[Records from a collection]

#[cfg(test)]
mod tests {
    use super::*;
    use crate::config::BleuTokenizer;
    use crate::corpus::BilingualPair;
    use crate::scoring::Bleu;
    use assert_fs::prelude::*;
    use async_trait::async_trait;
    use rand::SeedableRng;
    use rand::rngs::StdRng;
    use std::collections::HashMap;

    /// Looks translations up in a fixed dictionary
    struct DictionaryTranslator {
        entries: HashMap<String, String>,
    }

    #[async_trait]
    impl Translator for DictionaryTranslator {
        fn label(&self) -> &str {
            "dictionary"
        }

        async fn translate(&self, text: &str) -> Result<String> {
            self.entries
                .get(text)
                .cloned()
                .ok_or_else(|| SalinError::Translation(format!("unknown sentence: {}", text)))
        }
    }

    fn workflow(dir: &Path) -> Workflow {
        let mut config = Config::default();
        config.data.artifact_dir = dir.to_path_buf();
        config.report.file = dir.join("all_scores.txt");
        let scorer = Scorer::new(Bleu::new(BleuTokenizer::Mteval13a, false, true), None, 32);
        Workflow::with_scorer(config, scorer)
    }

    fn pair(id: usize, source: &str, target: &str) -> BilingualPair {
        BilingualPair {
            id,
            source_text: source.to_string(),
            target_text: target.to_string(),
        }
    }

    fn dataset() -> SplitDataset {
        SplitDataset {
            train: Corpus {
                pairs: vec![pair(0, "Salamat.", "Thanks.")],
            },
            valid: Corpus::default(),
            test: Corpus {
                pairs: vec![pair(1, "Kumain ako.", "I ate."), pair(2, "Kumain ako.", "I ate.")],
            },
        }
    }

    fn dictionary() -> Box<dyn Translator> {
        let entries = HashMap::from([("Kumain ako.".to_string(), "I ate.".to_string())]);
        Box::new(DictionaryTranslator { entries })
    }

    #[tokio::test]
    async fn test_manifest_with_two_or_four_lines() {
        let dir = assert_fs::TempDir::new().unwrap();
        let single = dir.child("paths.txt");
        single.write_str("data/train.tg\ndata/train.en\n").unwrap();
        let dual = dir.child("paths_dual.txt");
        dual.write_str("a.tg\na.en\nb.tg\nb.en\n").unwrap();
        let broken = dir.child("paths_broken.txt");
        broken.write_str("a.tg\na.en\nb.tg\n").unwrap();

        assert_eq!(
            Manifest::read(single.path()).await.unwrap(),
            Manifest::Single {
                source: PathBuf::from("data/train.tg"),
                target: PathBuf::from("data/train.en"),
            }
        );
        assert!(matches!(Manifest::read(dual.path()).await.unwrap(), Manifest::Dual { .. }));
        assert!(matches!(Manifest::read(broken.path()).await, Err(SalinError::Config(_))));
    }

    #[tokio::test]
    async fn test_build_split_from_manifest_and_reload() {
        let dir = assert_fs::TempDir::new().unwrap();
        let source = dir.child("corpus.tg");
        let target = dir.child("corpus.en");
        let source_lines: Vec<String> = (0..100).map(|i| format!("pangungusap {}", i)).collect();
        let target_lines: Vec<String> = (0..100).map(|i| format!("sentence {}", i)).collect();
        source.write_str(&source_lines.join("\n")).unwrap();
        target.write_str(&target_lines.join("\n")).unwrap();
        let manifest = dir.child("paths.txt");
        manifest
            .write_str(&format!("{}\n{}\n", source.path().display(), target.path().display()))
            .unwrap();

        let workflow = workflow(dir.path());
        let mut rng = StdRng::seed_from_u64(42);
        let built = workflow
            .build_split(manifest.path(), "v1", None, &mut rng)
            .await
            .unwrap();

        assert_eq!((built.train.len(), built.valid.len(), built.test.len()), (80, 10, 10));
        assert_eq!(workflow.load_split("v1").await.unwrap(), built);
    }

    #[tokio::test]
    async fn test_out_of_range_held_out_is_rejected() {
        let dir = assert_fs::TempDir::new().unwrap();
        let source = dir.child("corpus.tg");
        let target = dir.child("corpus.en");
        source
            .write_str(&(0..10).map(|i| format!("pangungusap {}\n", i)).collect::<String>())
            .unwrap();
        target
            .write_str(&(0..10).map(|i| format!("sentence {}\n", i)).collect::<String>())
            .unwrap();
        let manifest = dir.child("paths.txt");
        manifest
            .write_str(&format!("{}\n{}\n", source.path().display(), target.path().display()))
            .unwrap();
        let workflow = workflow(dir.path());

        for fraction in [1.5, -3.0] {
            let result = workflow
                .build_split(manifest.path(), "v1", Some(fraction), &mut StdRng::seed_from_u64(1))
                .await;
            assert!(matches!(result, Err(SalinError::Config(_))));
        }
        assert!(matches!(workflow.load_split("v1").await, Err(SalinError::MissingArtifact(_))));
    }

    #[tokio::test]
    async fn test_missing_manifest_is_missing_artifact() {
        let dir = assert_fs::TempDir::new().unwrap();

        let result = Manifest::read(dir.path().join("paths.txt")).await;

        assert!(matches!(result, Err(SalinError::MissingArtifact(_))));
    }

    #[tokio::test]
    async fn test_saved_predictions_with_empty_line_score_again() {
        let dir = assert_fs::TempDir::new().unwrap();
        let workflow = workflow(dir.path());
        let mut split = dataset();
        split.test.pairs.insert(1, pair(3, "Hmm.", "Hmm?"));
        let entries = HashMap::from([
            ("Kumain ako.".to_string(), "I ate.".to_string()),
            ("Hmm.".to_string(), String::new()),
        ]);
        let options = EvaluateOptions {
            sample: false,
            save_predictions: Some(dir.path().join("predictions")),
        };

        let translated = workflow
            .evaluate_sources(
                &split,
                vec![PredictionSource::Translator(Box::new(DictionaryTranslator { entries }))],
                &options,
            )
            .await
            .unwrap();
        let reloaded = workflow
            .evaluate_sources(
                &split,
                vec![PredictionSource::File(dir.path().join("predictions/dictionary.txt"))],
                &EvaluateOptions::default(),
            )
            .await
            .unwrap();

        assert_eq!(reloaded[0].report.bleu, translated[0].report.bleu);
    }

    #[tokio::test]
    async fn test_evaluate_translator_and_file_predictions() {
        let dir = assert_fs::TempDir::new().unwrap();
        let predictions = dir.child("manual.txt");
        predictions.write_str("I ate.\n\nI eat.\n\n").unwrap();
        let workflow = workflow(dir.path());

        let results = workflow
            .evaluate_sources(
                &dataset(),
                vec![
                    PredictionSource::Translator(dictionary()),
                    PredictionSource::File(predictions.path().to_path_buf()),
                ],
                &EvaluateOptions::default(),
            )
            .await
            .unwrap();

        assert_eq!(results.len(), 2);
        assert_eq!(results[0].label, "dictionary");
        assert!((results[0].report.bleu.score - 100.0).abs() < 1e-9);
        assert_eq!(results[1].label, "manual");
        assert!(results[1].report.bleu.score < 100.0);
    }

    #[tokio::test]
    async fn test_short_predictions_file_is_length_mismatch() {
        let dir = assert_fs::TempDir::new().unwrap();
        let predictions = dir.child("manual.txt");
        predictions.write_str("I ate.\n").unwrap();

        let result = workflow(dir.path())
            .evaluate_sources(
                &dataset(),
                vec![PredictionSource::File(predictions.path().to_path_buf())],
                &EvaluateOptions::default(),
            )
            .await;

        assert!(matches!(result, Err(SalinError::LengthMismatch { .. })));
    }

    #[tokio::test]
    async fn test_sample_mode_scores_first_sentence_and_saves_predictions() {
        let dir = assert_fs::TempDir::new().unwrap();
        let options = EvaluateOptions {
            sample: true,
            save_predictions: Some(dir.path().join("predictions")),
        };

        let results = workflow(dir.path())
            .evaluate_sources(&dataset(), vec![PredictionSource::Translator(dictionary())], &options)
            .await
            .unwrap();

        assert_eq!(results[0].report.bleu.sys_len, 3);
        dir.child("predictions/dictionary.txt").assert("I ate.\n\n");
    }

    #[tokio::test]
    async fn test_empty_test_subset_is_degenerate_not_fatal() {
        let dir = assert_fs::TempDir::new().unwrap();
        let empty = SplitDataset::default();

        let results = workflow(dir.path())
            .evaluate_sources(&empty, vec![PredictionSource::Translator(dictionary())], &EvaluateOptions::default())
            .await
            .unwrap();

        assert_eq!(results[0].report.bleu.score, 0.0);
    }

    #[tokio::test]
    async fn test_evaluate_unknown_version_is_missing_artifact() {
        let dir = assert_fs::TempDir::new().unwrap();

        let result = workflow(dir.path())
            .evaluate("v9", &[ProviderKind::Nllb], None, &EvaluateOptions::default())
            .await;

        assert!(matches!(result, Err(SalinError::MissingArtifact(_))));
    }

    #[tokio::test]
    async fn test_dump_test_sources() {
        let dir = assert_fs::TempDir::new().unwrap();
        let workflow = workflow(dir.path());
        SplitStore::new(dir.path())
            .save("v1", SplitMode::Single, &dataset())
            .await
            .unwrap();

        let count = workflow
            .dump_test_sources("v1", dir.path().join("test.tg"))
            .await
            .unwrap();

        assert_eq!(count, 2);
        dir.child("test.tg").assert("Kumain ako.\n\nKumain ako.\n\n");
    }
}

DIRECTIONS: Check each line of the records above for "true", and copy those that have it.

SOLUTION TO THE EXERCISE:
        let scorer = Scorer::new(Bleu::new(BleuTokenizer::Mteval13a, false, true), None, 32);
            sample: true,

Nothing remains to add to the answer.